There’s a variety of other provisions that can impact privacy going forward. There is a requirement for a new study to address “patient matching,” a topic that generates disproportionate concern about privacy even in the face of important data indicating that mis-matching of patients causes meaningful medical errors. There is another required study on individual access to medical records (even though this topic has been addressed several times in regulations and guidance). There are instructions to address concerns about information blocking in electronic health records – where business tensions and other concerns sometimes prevent the appropriate flow of patient data. There are more instructions to the Office of the National Coordinator (an office rumored to be on the budget chopping block in any event) to create new “trusted exchange frameworks” in the exchange of electronic medical records, even though these efforts have been undertaken in the past. There is a real tension in the bill between concerns about over-regulation of electronic records and interoperability and instructions to have new working groups and others to create new and improved regulations. But, so it goes.

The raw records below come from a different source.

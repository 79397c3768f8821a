//! Admin account management handlers.

use axum::Json;
use axum::extract::{Path, Query, State};
use uuid::Uuid;

use crate::dto::response::{AdminUserPage, MessageResponse};
use crate::error::ApiError;
use crate::extractors::AdminListParams;
use crate::state::AppState;

/// GET /admin/users
pub async fn list_users(
    State(state): State<AppState>,
    Query(params): Query<AdminListParams>,
) -> Result<Json<AdminUserPage>, ApiError> {
    let page = params.page_request()?;
    let status = params.status_filter()?;

    let result = state
        .user_admin_service
        .list_users(page, status, params.role)
        .await?;

    Ok(Json(AdminUserPage::from(result)))
}

/// PATCH /admin/users/disable/{user_id}
pub async fn disable_user(
    State(state): State<AppState>,
    Path(user_id): Path<Uuid>,
) -> Result<Json<MessageResponse>, ApiError> {
    state.user_admin_service.disable(user_id).await?;
    Ok(Json(MessageResponse::new(
        "Target account disabled successfully",
    )))
}

/// PATCH /admin/users/enable/{user_id}
pub async fn enable_user(
    State(state): State<AppState>,
    Path(user_id): Path<Uuid>,
) -> Result<Json<MessageResponse>, ApiError> {
    state.user_admin_service.enable(user_id).await?;
    Ok(Json(MessageResponse::new(
        "Target account enabled successfully",
    )))
}

/// DELETE /admin/users/delete/{user_id}
pub async fn delete_user(
    State(state): State<AppState>,
    Path(user_id): Path<Uuid>,
) -> Result<Json<MessageResponse>, ApiError> {
    state.user_admin_service.delete(user_id).await?;
    Ok(Json(MessageResponse::new(
        "Target account deleted successfully",
    )))
}

/// PATCH /admin/users/promote/{user_id}
pub async fn promote_user(
    State(state): State<AppState>,
    Path(user_id): Path<Uuid>,
) -> Result<Json<MessageResponse>, ApiError> {
    state.user_admin_service.promote(user_id).await?;
    Ok(Json(MessageResponse::new(
        "Target account promoted successfully",
    )))
}
//! Request DTOs with validation.

use serde::{Deserialize, Serialize};
use validator::Validate;

/// Login form body (form-encoded, OAuth2 password style).
#[derive(Debug, Clone, Serialize, Deserialize, Validate)]
pub struct LoginForm {
    /// Login name.
    #[validate(length(min = 1, message = "Username is required"))]
    pub username: String,
    /// Password.
    #[validate(length(min = 1, message = "Password is required"))]
    pub password: String,
}

/// Registration request body.
///
/// Field-level policy (login format, password strength, uniqueness) is
/// enforced by the auth service so violations accumulate into one
/// response.
#[derive(Debug, Clone, Serialize, Deserialize)]
pub struct RegisterBody {
    /// Desired login.
    pub login: String,
    /// Email address.
    pub email: String,
    /// Password.
    pub password: String,
    /// Password confirmation.
    pub confirm_password: String,
}

/// Body carrying the caller's password, re-verified before destructive
/// self-service actions.
#[derive(Debug, Clone, Serialize, Deserialize, Validate)]
pub struct PasswordBody {
    /// Current password.
    #[validate(length(min = 1, message = "Password is required"))]
    pub password: String,
}

/// Password reset request body.
#[derive(Debug, Clone, Serialize, Deserialize, Validate)]
pub struct ResetPasswordBody {
    /// Current password.
    #[validate(length(min = 1, message = "Old password is required"))]
    pub old_password: String,
    /// New password.
    #[validate(length(min = 1, message = "Password is required"))]
    pub password: String,
    /// New password, confirmed.
    #[validate(length(min = 1, message = "Password confirmation is required"))]
    pub confirm_password: String,
}

/// Article creation request body (admin).
#[derive(Debug, Clone, Serialize, Deserialize, Validate)]
pub struct CreateArticleBody {
    /// Article title.
    #[validate(length(min = 1, max = 255, message = "Title must be between 1 and 255 characters"))]
    pub title: String,
    /// HTML body.
    #[validate(length(min = 1, message = "Content is required"))]
    pub content: String,
    /// Target category id.
    pub category: i32,
}
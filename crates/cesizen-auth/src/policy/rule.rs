//! Policy rule and path pattern matching.

use serde::{Deserialize, Serialize};

use cesizen_entity::user::Role;

/// One row of the policy table: `role` may invoke `verb` on any concrete
/// path matching `path`.
#[derive(Debug, Clone, Serialize, Deserialize)]
pub struct PolicyRule {
    /// The subject role.
    pub role: Role,
    /// The path pattern (literal segments and `{param}` placeholders).
    pub path: String,
    /// The HTTP method token.
    pub verb: String,
}

/// A segment of a compiled path pattern.
#[derive(Debug, Clone, PartialEq, Eq)]
enum Segment {
    /// Must equal the request segment exactly.
    Literal(String),
    /// Matches any single non-empty request segment.
    Param,
}

/// A compiled path pattern.
///
/// Matching is whole-path: segment counts must agree, so a pattern for
/// `/admin/users/{id}` matches neither `/admin/users` nor
/// `/admin/users/{id}/extra`.
#[derive(Debug, Clone, PartialEq, Eq)]
pub struct PathPattern {
    segments: Vec<Segment>,
}

impl PathPattern {
    /// Compile a pattern string.
    pub fn parse(pattern: &str) -> Self {
        let segments = split_segments(pattern)
            .map(|s| {
                if s.starts_with('{') && s.ends_with('}') && s.len() > 2 {
                    Segment::Param
                } else {
                    Segment::Literal(s.to_string())
                }
            })
            .collect();
        Self { segments }
    }

    /// Whether the normalized request path matches this pattern exactly.
    pub fn matches(&self, path: &str) -> bool {
        let mut segments = split_segments(path);
        for expected in &self.segments {
            let Some(actual) = segments.next() else {
                return false;
            };
            match expected {
                Segment::Literal(lit) => {
                    if lit != actual {
                        return false;
                    }
                }
                Segment::Param => {}
            }
        }
        segments.next().is_none()
    }
}

fn split_segments(path: &str) -> impl Iterator<Item = &str> {
    path.split('/').filter(|s| !s.is_empty())
}

/// Normalize a request path for policy lookup: strip trailing slashes,
/// keeping the bare root as `/`.
pub fn normalize_path(path: &str) -> &str {
    let trimmed = path.trim_end_matches('/');
    if trimmed.is_empty() { "/" } else { trimmed }
}

#[cfg(test)]
mod tests {
    use super::*;

    #[test]
    fn literal_patterns_match_exactly() {
        let pattern = PathPattern::parse("/auth/login");
        assert!(pattern.matches("/auth/login"));
        assert!(!pattern.matches("/auth"));
        assert!(!pattern.matches("/auth/login/extra"));
        assert!(!pattern.matches("/auth/logout"));
    }

    #[test]
    fn param_segment_matches_any_single_component() {
        let pattern = PathPattern::parse("/admin/users/disable/{user_id}");
        assert!(pattern.matches("/admin/users/disable/a8920a55-77df-493a-8c8a-7c9c98657b44"));
        assert!(pattern.matches("/admin/users/disable/42"));
        assert!(!pattern.matches("/admin/users/disable"));
        assert!(!pattern.matches("/admin/users/disable/42/extra"));
    }

    #[test]
    fn root_pattern_only_matches_root() {
        let pattern = PathPattern::parse("/");
        assert!(pattern.matches("/"));
        assert!(!pattern.matches("/auth"));
    }

    #[test]
    fn normalization_strips_trailing_slashes() {
        assert_eq!(normalize_path("/auth/login/"), "/auth/login");
        assert_eq!(normalize_path("/auth/login"), "/auth/login");
        assert_eq!(normalize_path("/"), "/");
        assert_eq!(normalize_path("//"), "/");
    }
}
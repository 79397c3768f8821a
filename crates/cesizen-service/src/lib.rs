//! # cesizen-service
//!
//! Business logic services for CesiZen. Services are plain structs over
//! injected `Arc` dependencies (repositories, hasher, token codec, clock)
//! so that every collaborator can be swapped in tests.

pub mod article;
pub mod auth;
pub mod category;
pub mod context;
pub mod exercise;
pub mod user;

pub use context::RequestContext;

So, we have an enormous bill for the health care and pharmaceutical industries, with impact across a wide variety of interested audiences. There are specific privacy issues that will be addressed over the next year, and a broader array of situations where the law demonstrates how important personal data is to healthcare measurement, new technology and health care research. We can only hope that the new administration will be able to assess these challenging issues with a careful and thoughtful eye, ideally relying on experts with a broad understanding of both privacy and the healthcare industry to develop reasonable solutions to any problems that do in fact exist.
It’s not clear that the legislation is well tailored to find specific solutions to actual problems, but there are smart, talented experts in government today who can ensure that we don’t take any wrong steps in this area and that the best opportunities to achieve 21st Century Cures can be realized.